(Try it) All lines of the entries with "progress" in them must be listed.

Exercise material below:

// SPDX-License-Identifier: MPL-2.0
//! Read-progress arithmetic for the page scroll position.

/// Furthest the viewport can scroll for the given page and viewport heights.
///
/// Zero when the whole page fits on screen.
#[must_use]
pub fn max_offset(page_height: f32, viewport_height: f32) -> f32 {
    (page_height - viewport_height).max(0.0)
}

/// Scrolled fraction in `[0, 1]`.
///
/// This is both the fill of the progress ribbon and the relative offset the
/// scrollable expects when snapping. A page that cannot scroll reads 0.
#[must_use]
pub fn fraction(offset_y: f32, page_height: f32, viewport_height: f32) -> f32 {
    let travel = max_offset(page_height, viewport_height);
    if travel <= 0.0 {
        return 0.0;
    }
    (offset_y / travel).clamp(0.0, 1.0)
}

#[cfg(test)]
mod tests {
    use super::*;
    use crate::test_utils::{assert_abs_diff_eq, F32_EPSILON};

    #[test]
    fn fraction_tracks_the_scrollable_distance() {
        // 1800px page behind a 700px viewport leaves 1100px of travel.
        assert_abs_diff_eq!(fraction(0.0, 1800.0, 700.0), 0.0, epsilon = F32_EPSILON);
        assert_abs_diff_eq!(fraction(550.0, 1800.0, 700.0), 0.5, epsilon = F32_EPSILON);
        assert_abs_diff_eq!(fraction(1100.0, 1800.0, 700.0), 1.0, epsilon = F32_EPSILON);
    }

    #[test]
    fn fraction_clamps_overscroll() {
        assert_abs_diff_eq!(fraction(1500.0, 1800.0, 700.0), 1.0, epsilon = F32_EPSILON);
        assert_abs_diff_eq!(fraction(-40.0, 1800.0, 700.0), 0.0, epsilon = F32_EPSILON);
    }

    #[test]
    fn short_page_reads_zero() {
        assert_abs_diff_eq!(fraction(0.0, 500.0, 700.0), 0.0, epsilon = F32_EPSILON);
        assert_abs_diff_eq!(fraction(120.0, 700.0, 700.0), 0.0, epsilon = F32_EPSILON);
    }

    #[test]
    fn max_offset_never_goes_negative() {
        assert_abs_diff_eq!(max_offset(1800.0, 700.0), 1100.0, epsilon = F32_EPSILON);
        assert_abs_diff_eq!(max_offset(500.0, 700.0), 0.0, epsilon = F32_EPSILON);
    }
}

End of Exercise material.

(Answer below)
//! Read-progress arithmetic for the page scroll position.
/// This is both the fill of the progress ribbon and the relative offset the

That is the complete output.